= The task =
Filter the listing below, copying every line in which the word "from" appears.

======== Supplied data ========

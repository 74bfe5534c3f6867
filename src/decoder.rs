//! Row tokenizer: delimited text to field arrays

use crate::common::Dialect;
use std::io::{self, BufRead};
use std::mem;

/// Splits decoded text into rows of raw field strings.
///
/// The tokenizer consumes one physical line at a time and pulls further lines
/// only while an enclosure is open, so line breaks inside quoted fields survive.
#[derive(Debug, Clone)]
pub struct RowTokenizer {
    delimiter: char,
    enclosure: Option<char>,
    /// Escape character, only when it differs from the enclosure.
    escape: Option<char>,
    line: String,
    line_num: usize,
}

#[derive(Debug, Clone, Copy, PartialEq, Eq)]
enum State {
    FieldStart,
    Unquoted,
    Quoted,
    AfterQuote,
}

impl RowTokenizer {
    pub fn new(dialect: &Dialect) -> Self {
        Self {
            delimiter: dialect.delimiter,
            enclosure: dialect.enclosure,
            escape: dialect.distinct_escape(),
            line: String::new(),
            line_num: 0,
        }
    }

    /// Number of physical lines consumed so far.
    pub fn line_num(&self) -> usize {
        self.line_num
    }

    /// Reads the next row. Blank lines are skipped; `Ok(None)` signals end of input.
    pub fn next_row<B: BufRead>(&mut self, input: &mut B) -> io::Result<Option<Vec<String>>> {
        loop {
            if !self.read_physical_line(input)? {
                return Ok(None);
            }
            if strip_terminator(&self.line).is_empty() {
                continue;
            }

            let fields = match self.enclosure {
                None => self.split_plain(),
                Some(enclosure) => self.parse_enclosed(input, enclosure)?,
            };
            tracing::trace!(line = self.line_num, fields = fields.len(), "tokenized row");
            return Ok(Some(fields));
        }
    }

    fn read_physical_line<B: BufRead>(&mut self, input: &mut B) -> io::Result<bool> {
        self.line.clear();
        let n = input.read_line(&mut self.line)?;
        if n > 0 {
            self.line_num += 1;
        }
        Ok(n > 0)
    }

    /// Without an enclosure the line is split verbatim.
    fn split_plain(&self) -> Vec<String> {
        strip_terminator(&self.line)
            .split(self.delimiter)
            .map(str::to_string)
            .collect()
    }

    fn parse_enclosed<B: BufRead>(
        &mut self,
        input: &mut B,
        enclosure: char,
    ) -> io::Result<Vec<String>> {
        let mut fields = Vec::new();
        let mut field = String::new();
        let mut state = State::FieldStart;

        loop {
            let chars: Vec<char> = self.line.chars().collect();
            let mut i = 0;

            while i < chars.len() {
                let c = chars[i];
                let next = chars.get(i + 1).copied();

                if state == State::Quoted {
                    if let Some(unescaped) = self.unescape(c, next, enclosure) {
                        field.push(unescaped);
                        i += 2;
                    } else if c == enclosure && next == Some(enclosure) {
                        field.push(enclosure);
                        i += 2;
                    } else if c == enclosure {
                        state = State::AfterQuote;
                        i += 1;
                    } else {
                        field.push(c);
                        i += 1;
                    }
                    continue;
                }

                if c == '\n' || (c == '\r' && matches!(next, None | Some('\n'))) {
                    fields.push(field);
                    return Ok(fields);
                }

                if c == self.delimiter {
                    fields.push(mem::take(&mut field));
                    state = State::FieldStart;
                    i += 1;
                    continue;
                }

                if state == State::FieldStart && c == enclosure {
                    state = State::Quoted;
                    i += 1;
                    continue;
                }

                // Text after a closing enclosure is kept literally
                if state == State::FieldStart {
                    state = State::Unquoted;
                }
                if let Some(unescaped) = self.unescape(c, next, enclosure) {
                    field.push(unescaped);
                    i += 2;
                } else {
                    field.push(c);
                    i += 1;
                }
            }

            if state != State::Quoted {
                fields.push(field);
                return Ok(fields);
            }

            // Enclosure still open: the field continues on the next line
            if !self.read_physical_line(input)? {
                tracing::warn!(
                    line = self.line_num,
                    "unterminated enclosure at end of input"
                );
                fields.push(field);
                return Ok(fields);
            }
        }
    }

    /// `<escape><enclosure>` and `<escape><escape>` collapse to their second character.
    fn unescape(&self, c: char, next: Option<char>, enclosure: char) -> Option<char> {
        let escape = self.escape?;
        match next {
            Some(n) if c == escape && (n == enclosure || n == escape) => Some(n),
            _ => None,
        }
    }
}

fn strip_terminator(line: &str) -> &str {
    line.trim_end_matches(['\n', '\r'])
}

/// Tokenizes every row of an in-memory text.
pub fn tokenize(text: &str, dialect: &Dialect) -> Vec<Vec<String>> {
    let mut tokenizer = RowTokenizer::new(dialect);
    let mut input = text.as_bytes();
    let mut rows = Vec::new();
    // Reading from a byte slice cannot fail
    while let Ok(Some(row)) = tokenizer.next_row(&mut input) {
        rows.push(row);
    }
    rows
}

#[cfg(test)]
mod tests {
    use super::*;

    fn rows(text: &str) -> Vec<Vec<String>> {
        tokenize(text, &Dialect::default())
    }

    #[test]
    fn test_simple_row() {
        assert_eq!(rows("a,b,c\n"), vec![vec!["a", "b", "c"]]);
    }

    #[test]
    fn test_quoted_fields() {
        let text = "\"v1\"\"\",\"v,2\",v3,\"v 4\",\"v\"\"5\"\n";
        assert_eq!(rows(text), vec![vec!["v1\"", "v,2", "v3", "v 4", "v\"5"]]);
    }

    #[test]
    fn test_multiline_quoted_field() {
        let text = "w1,\"v\"\"\"\"\n5\"\nnext\n";
        assert_eq!(
            rows(text),
            vec![vec!["w1".to_string(), "v\"\"\n5".to_string()], vec!["next".to_string()]]
        );
    }

    #[test]
    fn test_blank_lines_skipped() {
        assert_eq!(rows("a,b\n\n\r\nc,d\n\n"), vec![vec!["a", "b"], vec!["c", "d"]]);
    }

    #[test]
    fn test_quoted_empty_line_is_a_row() {
        assert_eq!(rows("\"\"\n"), vec![vec![""]]);
    }

    #[test]
    fn test_crlf_and_missing_final_newline() {
        assert_eq!(rows("a,\"b\"\r\nc,d"), vec![vec!["a", "b"], vec!["c", "d"]]);
    }

    #[test]
    fn test_distinct_escape() {
        let dialect = Dialect {
            escape: Some('\\'),
            ..Dialect::default()
        };
        let text = "\"v1\\\"\",\"v,2\",v3,\"v 4\",v\\\"5,\"v\"6\"\n";
        assert_eq!(
            tokenize(text, &dialect),
            vec![vec!["v1\"", "v,2", "v3", "v 4", "v\"5", "v6\""]]
        );
    }

    #[test]
    fn test_escaped_escape() {
        let dialect = Dialect {
            escape: Some('\\'),
            ..Dialect::default()
        };
        assert_eq!(tokenize("\"a\\\\b\",c\\d\n", &dialect), vec![vec!["a\\b", "c\\d"]]);
    }

    #[test]
    fn test_unquoted_dialect() {
        let dialect = Dialect::unquoted(',');
        let text = "v1\"\",'v,2',v3,\"v 4\n a,b, c, d, e";
        assert_eq!(
            tokenize(text, &dialect),
            vec![
                vec!["v1\"\"", "'v", "2'", "v3", "\"v 4"],
                vec![" a", "b", " c", " d", " e"],
            ]
        );
    }

    #[test]
    fn test_unterminated_enclosure() {
        assert_eq!(rows("a,\"open\nstill"), vec![vec!["a", "open\nstill"]]);
    }

    #[test]
    fn test_line_numbers() {
        let mut tokenizer = RowTokenizer::new(&Dialect::default());
        let mut input = "\"a\nb\"\n\nc\n".as_bytes();
        tokenizer.next_row(&mut input).unwrap();
        assert_eq!(tokenizer.line_num(), 2);
        tokenizer.next_row(&mut input).unwrap();
        assert_eq!(tokenizer.line_num(), 4);
        assert!(tokenizer.next_row(&mut input).unwrap().is_none());
    }
}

========

= Response to the exercise =
    /// Escape character, only when it differs from the enclosure.
    // Reading from a byte slice cannot fail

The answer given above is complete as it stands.